DANS LA FOULÉE DE CLOCLO, JÉRÉMIE RENIER EST PARTI EN ARGENTINE, TOURNER ELEFANTE BLANCO DE PABLO TRAPERO. IL Y INCARNE UN PRÊTRE ÉVOLUANT DANS UN BIDONVILLE DE BUENOS AIRES, UNE EXPÉRIENCE « INCROYABLE ».

« J’aime la diversité, aller autre part, sur des sentiers que je ne connais pas… » Avec Elefante Blanco, le nouveau film de Pablo Trapero, l’auteur de Leonera et Carancho, Jérémie Renier aura vu ses voeux exaucés au-delà de toute espérance. L’acteur y campe le père Nicolas, un prêtre occidental fraîchement débarqué dans un bidonville de Buenos Aires aux mains des cartels de la drogue. Lequel verra ses convictions bientôt mises à l’épreuve d’un chaos que la caméra du réalisateur argentin traduit avec une suffocante intensité, celle-là même qui présida à l’évidence au tournage. « Il y a ce côté soit on rentre dans le délire de Pablo, et on se dit: OK, j’y vais, je pars et on est en guerre, soit c’est dur », opine Renier dans la quiétude d’un hôtel bruxellois, alors que l’on souligne l’impression de ferveur éprouvée devant le film. Et d’évoquer encore, à grand renfort d’anecdotes, l’énergie, la volonté et l’acuité du cinéaste.

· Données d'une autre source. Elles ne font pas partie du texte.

//! # View Renderer
//!
//! Turns a [`ViewData`] into a palette-indexed frame for the 250×122 panel.
//!
//! Every render starts from a fresh background, lays down the recolored border
//! frame, then the icons and labels of the view at fixed positions, and ends
//! with quantization (and a 180° flip when the panel is mounted upside down).

use crate::compositor::{
    create_background, merge, place_text_in_rectangle, quantize, recolor, Canvas, IndexedImage,
};
use crate::layout::{LayoutError, Rectangle, Typeface, VerticalAlign};
use crate::palette::{ColorMode, ColorPalette, ColorScheme, Palette};
use crate::{DashboardElement, ViewData};
use std::path::{Path, PathBuf};
use thiserror::Error;
use tracing::debug;

/// Most elements a dashboard view can hold, one per quadrant
pub const MAX_DASHBOARD_ELEMENTS: usize = 4;

/// Large icon position for the detailed views
const LARGE_ICON_POSITION: (i64, i64) = (16, 16);

const DETAILED_TEXT: Rectangle = Rectangle::new(106, 16, 128, 90);
const UPPER_TEXT: Rectangle = Rectangle::new(106, 16, 128, 42);
const LOWER_TEXT: Rectangle = Rectangle::new(106, 64, 128, 42);

/// Dashboard quadrants in draw order: upper left, upper right, lower left,
/// lower right. Each is `(icon position, text rectangle)`.
const QUADRANTS: [((i64, i64), Rectangle); MAX_DASHBOARD_ELEMENTS] = [
    ((16, 15), Rectangle::new(57, 15, 68, 42)),
    ((125, 15), Rectangle::new(167, 15, 68, 42)),
    ((16, 65), Rectangle::new(57, 65, 68, 42)),
    ((125, 65), Rectangle::new(167, 65, 68, 42)),
];

#[derive(Error, Debug)]
pub enum RenderError {
    #[error("dashboard view has {0} elements, at most 4 fit")]
    TooManyElements(usize),

    #[error(transparent)]
    Layout(#[from] LayoutError),

    #[error("failed to load image asset {path}: {source}")]
    Asset {
        path: PathBuf,
        #[source]
        source: image::ImageError,
    },
}

/// Load an image asset from disk as RGBA.
pub fn load_asset<P: AsRef<Path>>(path: P) -> Result<Canvas, RenderError> {
    let path = path.as_ref();
    image::open(path)
        .map(|image| image.to_rgba8())
        .map_err(|source| RenderError::Asset {
            path: path.to_path_buf(),
            source,
        })
}

/// Renders views for one panel configuration.
pub struct ViewRenderer<T: Typeface> {
    face: T,
    border: Canvas,
    scheme: ColorScheme,
    palette: Palette,
    flip_screen: bool,
}

impl<T: Typeface> ViewRenderer<T> {
    pub fn new(
        face: T,
        border: Canvas,
        mode: ColorMode,
        palette: ColorPalette,
        flip_screen: bool,
    ) -> Self {
        Self {
            face,
            border,
            scheme: ColorScheme::new(mode, palette),
            palette: Palette::from_selector(palette),
            flip_screen,
        }
    }

    /// Render any view shape.
    pub fn render(&self, view: &ViewData) -> Result<IndexedImage, RenderError> {
        debug!(kind = view.kind(), "Rendering view");
        match view {
            ViewData::Dashboard {
                elements,
                is_border_alert,
            } => self.render_dashboard(elements, *is_border_alert),
            ViewData::Detailed {
                icon_path,
                text,
                is_border_alert,
                is_icon_alert,
                is_text_alert,
            } => self.render_detailed(
                icon_path,
                text,
                *is_border_alert,
                *is_icon_alert,
                *is_text_alert,
            ),
            ViewData::DetailedTwoLine {
                icon_path,
                upper_text,
                lower_text,
                is_border_alert,
                is_icon_alert,
                is_upper_text_alert,
                is_lower_text_alert,
            } => self.render_detailed_two_line(
                icon_path,
                (upper_text, *is_upper_text_alert),
                (lower_text, *is_lower_text_alert),
                *is_border_alert,
                *is_icon_alert,
            ),
        }
    }

    pub fn render_dashboard(
        &self,
        elements: &[DashboardElement],
        is_border_alert: bool,
    ) -> Result<IndexedImage, RenderError> {
        if elements.len() > MAX_DASHBOARD_ELEMENTS {
            return Err(RenderError::TooManyElements(elements.len()));
        }

        let mut canvas = self.framed_background(is_border_alert);
        for (element, (icon_position, text_rect)) in elements.iter().zip(QUADRANTS) {
            canvas = self.draw_icon(
                canvas,
                &element.icon_path,
                icon_position,
                element.is_icon_alert,
            )?;
            self.draw_label(
                &mut canvas,
                text_rect,
                &element.text,
                element.is_text_alert,
                VerticalAlign::Center,
            )?;
        }

        Ok(self.finish(&canvas))
    }

    pub fn render_detailed(
        &self,
        icon_path: &str,
        text: &str,
        is_border_alert: bool,
        is_icon_alert: bool,
        is_text_alert: bool,
    ) -> Result<IndexedImage, RenderError> {
        let canvas = self.framed_background(is_border_alert);
        let mut canvas = self.draw_icon(canvas, icon_path, LARGE_ICON_POSITION, is_icon_alert)?;
        self.draw_label(&mut canvas, DETAILED_TEXT, text, is_text_alert, VerticalAlign::Center)?;
        Ok(self.finish(&canvas))
    }

    /// `upper` and `lower` are `(text, alert)` pairs.
    pub fn render_detailed_two_line(
        &self,
        icon_path: &str,
        upper: (&str, bool),
        lower: (&str, bool),
        is_border_alert: bool,
        is_icon_alert: bool,
    ) -> Result<IndexedImage, RenderError> {
        let canvas = self.framed_background(is_border_alert);
        let mut canvas = self.draw_icon(canvas, icon_path, LARGE_ICON_POSITION, is_icon_alert)?;
        self.draw_label(&mut canvas, UPPER_TEXT, upper.0, upper.1, VerticalAlign::Bottom)?;
        self.draw_label(&mut canvas, LOWER_TEXT, lower.0, lower.1, VerticalAlign::Top)?;
        Ok(self.finish(&canvas))
    }

    fn framed_background(&self, is_border_alert: bool) -> Canvas {
        let border = recolor(self.border.clone(), self.scheme.drawable(is_border_alert));
        merge(create_background(self.scheme.mode()), &border, (0, 0))
    }

    fn draw_icon(
        &self,
        canvas: Canvas,
        icon_path: &str,
        position: (i64, i64),
        is_alert: bool,
    ) -> Result<Canvas, RenderError> {
        let icon = recolor(load_asset(icon_path)?, self.scheme.drawable(is_alert));
        Ok(merge(canvas, &icon, position))
    }

    fn draw_label(
        &self,
        canvas: &mut Canvas,
        rect: Rectangle,
        text: &str,
        is_alert: bool,
        align: VerticalAlign,
    ) -> Result<(), RenderError> {
        let color = self.scheme.drawable(is_alert);
        place_text_in_rectangle(canvas, &self.face, rect, text, color, align)?;
        Ok(())
    }

    fn finish(&self, canvas: &Canvas) -> IndexedImage {
        let image = quantize(canvas, &self.palette);
        if self.flip_screen {
            image.flip180()
        } else {
            image
        }
    }
}

#[cfg(test)]
mod tests {
    use super::*;
    use crate::layout::TextBounds;
    use crate::palette::{ACCENT_INDEX, BACKGROUND_INDEX, FOREGROUND_INDEX};
    use crate::{PANEL_HEIGHT, PANEL_WIDTH};
    use image::{Rgba, RgbaImage};
    use tempfile::TempDir;

    /// Glyphs are solid blocks `size / 2` wide with ink from `size / 4` down to `size`.
    struct BlockFace;

    impl Typeface for BlockFace {
        fn bounds(&self, text: &str, size: u32) -> TextBounds {
            let size = size as i32;
            TextBounds {
                x_min: 0,
                y_min: size / 4,
                x_max: text.chars().count() as i32 * (size / 2),
                y_max: size,
            }
        }

        fn rasterize(
            &self,
            text: &str,
            size: u32,
            origin: (i32, i32),
            plot: &mut dyn FnMut(i32, i32, f32),
        ) {
            let b = self.bounds(text, size);
            for y in b.y_min..b.y_max {
                for x in b.x_min..b.x_max {
                    plot(origin.0 + x, origin.1 + y, 1.0);
                }
            }
        }
    }

    /// Panel-sized frame, two pixels wide, drawn in black.
    fn border() -> RgbaImage {
        RgbaImage::from_fn(PANEL_WIDTH, PANEL_HEIGHT, |x, y| {
            if x < 2 || y < 2 || x >= PANEL_WIDTH - 2 || y >= PANEL_HEIGHT - 2 {
                Rgba([0, 0, 0, 255])
            } else {
                Rgba([0, 0, 0, 0])
            }
        })
    }

    fn icon(dir: &TempDir, name: &str, side: u32) -> String {
        let path = dir.path().join(name);
        RgbaImage::from_pixel(side, side, Rgba([17, 17, 17, 255]))
            .save(&path)
            .unwrap();
        path.to_string_lossy().into_owned()
    }

    fn renderer(flip: bool) -> ViewRenderer<BlockFace> {
        ViewRenderer::new(BlockFace, border(), ColorMode::Light, ColorPalette::Red, flip)
    }

    #[test]
    fn test_dashboard_rejects_five_elements() {
        let elements: Vec<_> = (0..5)
            .map(|i| DashboardElement::new(format!("/missing/{i}.png"), "x"))
            .collect();
        let view = ViewData::Dashboard {
            elements,
            is_border_alert: false,
        };

        let err = renderer(false).render(&view).unwrap_err();
        assert!(matches!(err, RenderError::TooManyElements(5)));
    }

    #[test]
    fn test_dashboard_quadrants_and_alert_colors() {
        let dir = TempDir::new().unwrap();
        let small = icon(&dir, "small.png", 10);
        let view = ViewData::Dashboard {
            elements: vec![
                DashboardElement::new(&small, "ab").with_icon_alert(true),
                DashboardElement::new(&small, "ab").with_text_alert(true),
            ],
            is_border_alert: true,
        };

        let frame = renderer(false).render(&view).unwrap();
        assert_eq!((frame.width(), frame.height()), (PANEL_WIDTH, PANEL_HEIGHT));

        // border in alert color
        assert_eq!(frame.index_at(0, 0), Some(ACCENT_INDEX));
        // upper-left icon alert, upper-right icon primary
        assert_eq!(frame.index_at(16, 15), Some(ACCENT_INDEX));
        assert_eq!(frame.index_at(125, 15), Some(FOREGROUND_INDEX));
        // upper-left label primary, upper-right label alert
        assert_eq!(frame.index_at(90, 40), Some(FOREGROUND_INDEX));
        assert_eq!(frame.index_at(200, 40), Some(ACCENT_INDEX));
        // nothing in the empty lower quadrants
        assert_eq!(frame.index_at(20, 70), Some(BACKGROUND_INDEX));
    }

    #[test]
    fn test_detailed_two_line_layout() {
        let dir = TempDir::new().unwrap();
        let large = icon(&dir, "large.png", 80);
        let view = ViewData::DetailedTwoLine {
            icon_path: large,
            upper_text: "Papier".to_string(),
            lower_text: "Morgen".to_string(),
            is_border_alert: false,
            is_icon_alert: true,
            is_upper_text_alert: false,
            is_lower_text_alert: true,
        };

        let frame = renderer(false).render(&view).unwrap();
        assert_eq!(frame.index_at(0, 0), Some(FOREGROUND_INDEX));
        assert_eq!(frame.index_at(16, 16), Some(ACCENT_INDEX));
        assert_eq!(frame.index_at(95, 95), Some(ACCENT_INDEX));
        assert_eq!(frame.index_at(96, 96), Some(BACKGROUND_INDEX));

        let colors_in = |rows: std::ops::Range<u32>| {
            let mut seen = std::collections::HashSet::new();
            for y in rows {
                for x in 106..234 {
                    seen.insert(frame.index_at(x, y).unwrap());
                }
            }
            seen
        };
        let upper = colors_in(16..58);
        assert!(upper.contains(&FOREGROUND_INDEX));
        assert!(!upper.contains(&ACCENT_INDEX));
        let lower = colors_in(64..106);
        assert!(lower.contains(&ACCENT_INDEX));
        assert!(!lower.contains(&FOREGROUND_INDEX));
    }

    #[test]
    fn test_detailed_and_flip() {
        let dir = TempDir::new().unwrap();
        let large = icon(&dir, "large.png", 80);

        let upright = renderer(false)
            .render_detailed(&large, "5 Tage", false, false, false)
            .unwrap();
        let flipped = renderer(true)
            .render_detailed(&large, "5 Tage", false, false, false)
            .unwrap();

        assert_eq!(upright.index_at(16, 16), Some(FOREGROUND_INDEX));
        assert_eq!(upright.clone().flip180(), flipped);
    }

    #[test]
    fn test_dark_mode_background() {
        let dir = TempDir::new().unwrap();
        let large = icon(&dir, "large.png", 80);
        let renderer =
            ViewRenderer::new(BlockFace, border(), ColorMode::Dark, ColorPalette::Yellow, false);

        let frame = renderer.render_detailed(&large, "Heute", false, false, false).unwrap();
        // dark background quantizes to the black entry, primary ink to white
        assert_eq!(frame.index_at(100, 110), Some(FOREGROUND_INDEX));
        assert_eq!(frame.index_at(16, 16), Some(BACKGROUND_INDEX));
        assert_eq!(frame.index_at(0, 0), Some(BACKGROUND_INDEX));
    }

    #[test]
    fn test_missing_icon_is_asset_error() {
        let err = renderer(false)
            .render_detailed("/nonexistent/icon.png", "x", false, false, false)
            .unwrap_err();
        assert!(matches!(err, RenderError::Asset { .. }));
    }

    #[test]
    fn test_overflowing_label_is_layout_error() {
        let dir = TempDir::new().unwrap();
        let large = icon(&dir, "large.png", 80);
        // too wide at every size
        struct WideFace;
        impl Typeface for WideFace {
            fn bounds(&self, _: &str, _: u32) -> TextBounds {
                TextBounds {
                    x_min: 0,
                    y_min: 0,
                    x_max: 1000,
                    y_max: 1,
                }
            }
            fn rasterize(&self, _: &str, _: u32, _: (i32, i32), _: &mut dyn FnMut(i32, i32, f32)) {}
        }
        let renderer =
            ViewRenderer::new(WideFace, border(), ColorMode::Light, ColorPalette::Red, false);
        let err = renderer.render_detailed(&large, "x", false, false, false).unwrap_err();
        assert!(matches!(err, RenderError::Layout(LayoutError::Overflow { .. })));
    }
}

Pour Jérémie Renier, l’histoire d’Elefante Blanco a débuté par un appel de… Jean-Pierre Dardenne. A Pablo Trapero qui recherchait un acteur pour son prochain film, les frères Dardenne ont soufflé son nom. « Il m’a envoyé le scénario que j’ai trouvé très beau, en anglais, tout en sachant que le film se ferait en espagnol. Mais quand j’ai vu qu’il s’agissait d’un des rôles principaux, je me suis dit que ce gars était fou. » L’acteur ne parle pas la langue de Cervantes en effet, et souhaite par ailleurs se poser quelque peu, tandis que le réalisateur veut commencer à travailler au plus tôt. Après quelques tergiversations, la curiosité l’emporte cependant: « Cela tombait bien après Cloclo, il y avait quelque chose du contre-ordre total qui m’emmenait complètement autre part. Si cela arrivait à ce moment-là, c’est qu’il y avait une raison, parce que après Cloclo, j’avais envie de quelque chose de plus proche de la vie. »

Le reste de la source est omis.